### REQUIREMENT
Search the data for "WorkingWindow". Each line containing it is to be copied.

RECORD EXCERPTS Block Start

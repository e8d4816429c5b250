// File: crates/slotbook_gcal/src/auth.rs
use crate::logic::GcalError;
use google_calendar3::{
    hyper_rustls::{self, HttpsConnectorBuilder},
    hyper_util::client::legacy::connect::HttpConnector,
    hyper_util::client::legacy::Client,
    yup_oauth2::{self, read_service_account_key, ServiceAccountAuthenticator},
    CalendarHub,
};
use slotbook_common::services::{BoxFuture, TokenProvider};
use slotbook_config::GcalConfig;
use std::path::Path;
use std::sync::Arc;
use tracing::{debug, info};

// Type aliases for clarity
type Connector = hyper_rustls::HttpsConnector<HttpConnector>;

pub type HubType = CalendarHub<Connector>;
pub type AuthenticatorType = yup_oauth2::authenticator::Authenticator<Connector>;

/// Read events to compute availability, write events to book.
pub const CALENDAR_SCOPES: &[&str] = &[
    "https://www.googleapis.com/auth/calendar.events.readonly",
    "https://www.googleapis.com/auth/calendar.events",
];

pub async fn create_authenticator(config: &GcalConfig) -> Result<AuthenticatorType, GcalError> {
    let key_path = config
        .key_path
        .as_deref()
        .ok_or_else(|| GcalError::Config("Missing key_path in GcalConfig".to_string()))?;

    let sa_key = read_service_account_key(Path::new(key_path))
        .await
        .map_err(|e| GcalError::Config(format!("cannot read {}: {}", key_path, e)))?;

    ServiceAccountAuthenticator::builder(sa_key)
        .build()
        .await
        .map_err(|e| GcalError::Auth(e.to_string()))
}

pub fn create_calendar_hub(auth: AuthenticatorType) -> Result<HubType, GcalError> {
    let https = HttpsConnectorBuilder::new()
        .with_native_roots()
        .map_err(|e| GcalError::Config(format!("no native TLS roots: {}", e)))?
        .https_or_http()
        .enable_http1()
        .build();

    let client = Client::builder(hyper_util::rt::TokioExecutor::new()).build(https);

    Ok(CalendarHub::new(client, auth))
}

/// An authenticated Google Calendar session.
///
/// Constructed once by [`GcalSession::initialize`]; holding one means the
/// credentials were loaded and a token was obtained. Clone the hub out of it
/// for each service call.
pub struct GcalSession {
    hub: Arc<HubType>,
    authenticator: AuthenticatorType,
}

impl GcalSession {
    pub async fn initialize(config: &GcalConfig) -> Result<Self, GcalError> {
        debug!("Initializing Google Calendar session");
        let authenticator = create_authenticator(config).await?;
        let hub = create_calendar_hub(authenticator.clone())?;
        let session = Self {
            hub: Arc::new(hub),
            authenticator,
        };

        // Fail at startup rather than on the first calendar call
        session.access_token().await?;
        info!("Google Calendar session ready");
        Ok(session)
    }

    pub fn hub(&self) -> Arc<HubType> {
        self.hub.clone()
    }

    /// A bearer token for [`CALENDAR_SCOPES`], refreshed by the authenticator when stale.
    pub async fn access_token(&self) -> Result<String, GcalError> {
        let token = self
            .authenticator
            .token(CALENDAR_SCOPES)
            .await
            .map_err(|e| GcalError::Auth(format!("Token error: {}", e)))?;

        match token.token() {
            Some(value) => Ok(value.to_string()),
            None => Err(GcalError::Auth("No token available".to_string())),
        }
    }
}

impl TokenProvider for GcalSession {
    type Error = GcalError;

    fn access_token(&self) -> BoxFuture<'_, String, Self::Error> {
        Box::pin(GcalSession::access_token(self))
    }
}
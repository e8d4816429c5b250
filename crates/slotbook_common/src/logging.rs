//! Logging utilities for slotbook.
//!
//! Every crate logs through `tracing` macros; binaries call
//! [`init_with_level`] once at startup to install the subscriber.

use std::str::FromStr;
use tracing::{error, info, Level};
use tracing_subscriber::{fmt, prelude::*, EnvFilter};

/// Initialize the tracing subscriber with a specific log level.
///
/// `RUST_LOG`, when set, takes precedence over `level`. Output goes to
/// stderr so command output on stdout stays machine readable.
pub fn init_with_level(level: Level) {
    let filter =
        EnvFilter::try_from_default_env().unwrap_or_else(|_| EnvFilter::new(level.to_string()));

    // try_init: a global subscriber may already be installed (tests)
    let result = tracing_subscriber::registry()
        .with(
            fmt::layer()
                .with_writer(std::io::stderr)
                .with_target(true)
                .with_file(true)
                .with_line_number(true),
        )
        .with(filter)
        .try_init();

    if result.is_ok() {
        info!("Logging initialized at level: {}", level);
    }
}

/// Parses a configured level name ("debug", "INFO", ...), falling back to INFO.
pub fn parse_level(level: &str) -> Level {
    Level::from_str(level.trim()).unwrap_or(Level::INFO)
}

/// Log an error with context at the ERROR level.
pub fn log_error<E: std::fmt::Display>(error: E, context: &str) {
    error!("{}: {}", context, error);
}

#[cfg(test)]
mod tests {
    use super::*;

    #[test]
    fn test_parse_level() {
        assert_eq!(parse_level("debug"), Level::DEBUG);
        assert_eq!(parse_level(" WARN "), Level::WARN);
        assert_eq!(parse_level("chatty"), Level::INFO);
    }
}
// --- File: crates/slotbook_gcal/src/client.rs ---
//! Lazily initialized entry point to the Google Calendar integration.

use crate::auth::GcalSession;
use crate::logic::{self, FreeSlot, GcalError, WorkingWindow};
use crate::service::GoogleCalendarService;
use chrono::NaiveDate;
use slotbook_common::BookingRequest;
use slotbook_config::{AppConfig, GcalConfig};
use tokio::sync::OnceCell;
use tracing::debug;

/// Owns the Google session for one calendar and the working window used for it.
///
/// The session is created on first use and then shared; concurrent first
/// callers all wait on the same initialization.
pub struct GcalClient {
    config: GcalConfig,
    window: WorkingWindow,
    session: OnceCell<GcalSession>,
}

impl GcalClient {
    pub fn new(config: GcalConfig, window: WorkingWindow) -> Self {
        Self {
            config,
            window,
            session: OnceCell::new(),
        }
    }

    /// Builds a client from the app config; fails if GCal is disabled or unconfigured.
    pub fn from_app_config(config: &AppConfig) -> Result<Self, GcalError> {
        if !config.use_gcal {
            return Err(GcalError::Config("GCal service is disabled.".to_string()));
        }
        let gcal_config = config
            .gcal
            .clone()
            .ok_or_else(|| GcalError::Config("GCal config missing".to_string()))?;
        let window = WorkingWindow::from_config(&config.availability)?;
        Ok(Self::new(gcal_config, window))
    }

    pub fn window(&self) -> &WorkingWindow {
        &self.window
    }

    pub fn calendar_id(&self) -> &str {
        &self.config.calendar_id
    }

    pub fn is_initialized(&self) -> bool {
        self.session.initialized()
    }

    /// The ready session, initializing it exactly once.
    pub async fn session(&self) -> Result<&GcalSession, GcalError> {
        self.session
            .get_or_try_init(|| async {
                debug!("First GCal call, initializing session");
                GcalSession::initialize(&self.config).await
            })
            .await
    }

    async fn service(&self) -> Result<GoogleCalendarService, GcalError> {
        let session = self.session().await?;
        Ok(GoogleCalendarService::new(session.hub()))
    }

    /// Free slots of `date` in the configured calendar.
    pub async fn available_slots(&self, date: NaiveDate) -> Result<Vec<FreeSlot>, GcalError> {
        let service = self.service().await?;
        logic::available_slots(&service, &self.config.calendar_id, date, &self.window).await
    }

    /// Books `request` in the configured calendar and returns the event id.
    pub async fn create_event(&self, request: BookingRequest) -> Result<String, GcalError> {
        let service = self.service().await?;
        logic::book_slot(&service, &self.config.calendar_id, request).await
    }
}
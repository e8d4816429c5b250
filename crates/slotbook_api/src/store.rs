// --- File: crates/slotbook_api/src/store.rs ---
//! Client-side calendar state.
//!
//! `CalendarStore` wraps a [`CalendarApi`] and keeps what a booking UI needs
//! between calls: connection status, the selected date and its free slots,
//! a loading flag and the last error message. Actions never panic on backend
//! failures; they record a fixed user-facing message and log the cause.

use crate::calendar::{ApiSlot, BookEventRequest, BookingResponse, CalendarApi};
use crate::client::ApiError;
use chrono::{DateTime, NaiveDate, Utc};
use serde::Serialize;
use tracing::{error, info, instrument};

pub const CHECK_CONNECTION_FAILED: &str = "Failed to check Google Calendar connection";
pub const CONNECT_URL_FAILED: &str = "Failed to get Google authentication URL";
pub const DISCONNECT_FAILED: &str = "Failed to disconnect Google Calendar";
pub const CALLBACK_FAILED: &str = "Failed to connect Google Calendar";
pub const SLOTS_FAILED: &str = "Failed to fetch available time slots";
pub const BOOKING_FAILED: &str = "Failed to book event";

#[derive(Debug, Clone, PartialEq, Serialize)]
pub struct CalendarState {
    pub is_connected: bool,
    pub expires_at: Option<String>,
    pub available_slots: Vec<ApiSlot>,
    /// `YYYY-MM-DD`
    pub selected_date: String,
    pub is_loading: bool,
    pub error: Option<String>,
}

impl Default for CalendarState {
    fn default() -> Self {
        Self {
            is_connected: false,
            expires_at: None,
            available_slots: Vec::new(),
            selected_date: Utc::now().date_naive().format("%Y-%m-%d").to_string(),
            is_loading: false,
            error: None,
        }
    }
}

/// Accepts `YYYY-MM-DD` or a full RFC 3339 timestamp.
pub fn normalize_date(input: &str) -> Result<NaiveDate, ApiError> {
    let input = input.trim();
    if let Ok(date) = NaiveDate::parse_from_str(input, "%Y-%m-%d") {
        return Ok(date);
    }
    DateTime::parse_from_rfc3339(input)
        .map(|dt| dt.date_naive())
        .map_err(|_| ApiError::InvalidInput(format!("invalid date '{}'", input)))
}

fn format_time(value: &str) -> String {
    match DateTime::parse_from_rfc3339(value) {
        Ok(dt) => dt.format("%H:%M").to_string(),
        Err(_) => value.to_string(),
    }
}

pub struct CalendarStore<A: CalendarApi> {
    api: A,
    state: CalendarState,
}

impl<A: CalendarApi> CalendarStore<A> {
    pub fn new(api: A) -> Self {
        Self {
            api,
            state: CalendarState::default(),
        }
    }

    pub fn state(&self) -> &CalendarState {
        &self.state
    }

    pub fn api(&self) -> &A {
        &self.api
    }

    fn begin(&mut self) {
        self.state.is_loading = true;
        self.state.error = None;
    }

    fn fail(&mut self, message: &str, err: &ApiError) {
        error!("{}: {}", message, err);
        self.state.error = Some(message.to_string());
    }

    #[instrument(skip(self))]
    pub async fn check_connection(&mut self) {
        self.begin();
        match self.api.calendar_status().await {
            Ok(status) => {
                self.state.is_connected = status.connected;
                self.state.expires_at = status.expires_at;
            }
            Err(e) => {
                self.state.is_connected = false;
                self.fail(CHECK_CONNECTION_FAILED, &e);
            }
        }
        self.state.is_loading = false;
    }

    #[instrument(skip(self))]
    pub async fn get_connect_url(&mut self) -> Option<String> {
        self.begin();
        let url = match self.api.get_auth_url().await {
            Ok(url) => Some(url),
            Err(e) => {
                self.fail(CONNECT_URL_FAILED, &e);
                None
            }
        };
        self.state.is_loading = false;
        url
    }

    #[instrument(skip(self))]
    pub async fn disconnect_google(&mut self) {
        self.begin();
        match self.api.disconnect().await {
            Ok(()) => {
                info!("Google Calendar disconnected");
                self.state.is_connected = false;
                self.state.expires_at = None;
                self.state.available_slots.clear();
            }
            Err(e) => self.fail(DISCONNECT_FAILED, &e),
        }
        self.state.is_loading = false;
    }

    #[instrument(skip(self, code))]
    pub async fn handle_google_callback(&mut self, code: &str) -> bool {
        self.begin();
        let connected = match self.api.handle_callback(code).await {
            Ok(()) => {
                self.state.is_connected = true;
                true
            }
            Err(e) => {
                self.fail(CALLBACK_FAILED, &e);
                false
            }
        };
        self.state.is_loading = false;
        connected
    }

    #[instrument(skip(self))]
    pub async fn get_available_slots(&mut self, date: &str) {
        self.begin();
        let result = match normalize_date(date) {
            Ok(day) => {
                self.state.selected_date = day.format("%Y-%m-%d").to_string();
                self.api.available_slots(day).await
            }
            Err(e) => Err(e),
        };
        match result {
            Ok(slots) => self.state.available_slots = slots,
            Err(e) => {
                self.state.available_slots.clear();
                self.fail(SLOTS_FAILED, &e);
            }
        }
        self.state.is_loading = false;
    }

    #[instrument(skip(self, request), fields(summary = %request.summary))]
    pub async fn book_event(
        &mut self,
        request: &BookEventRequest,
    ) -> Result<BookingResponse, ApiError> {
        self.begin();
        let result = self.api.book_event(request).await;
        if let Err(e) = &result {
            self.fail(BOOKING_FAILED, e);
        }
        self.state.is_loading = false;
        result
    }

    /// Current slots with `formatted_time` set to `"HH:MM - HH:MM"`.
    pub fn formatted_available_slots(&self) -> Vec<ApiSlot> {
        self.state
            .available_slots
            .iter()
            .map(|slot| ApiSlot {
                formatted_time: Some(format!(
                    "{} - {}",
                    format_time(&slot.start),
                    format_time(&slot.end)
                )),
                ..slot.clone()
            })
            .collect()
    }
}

RECORD EXCERPTS Block End

### PROBLEM SOLUTION
use crate::logic::{self, FreeSlot, GcalError, WorkingWindow};
    window: WorkingWindow,
    pub fn new(config: GcalConfig, window: WorkingWindow) -> Self {
        let window = WorkingWindow::from_config(&config.availability)?;
    pub fn window(&self) -> &WorkingWindow {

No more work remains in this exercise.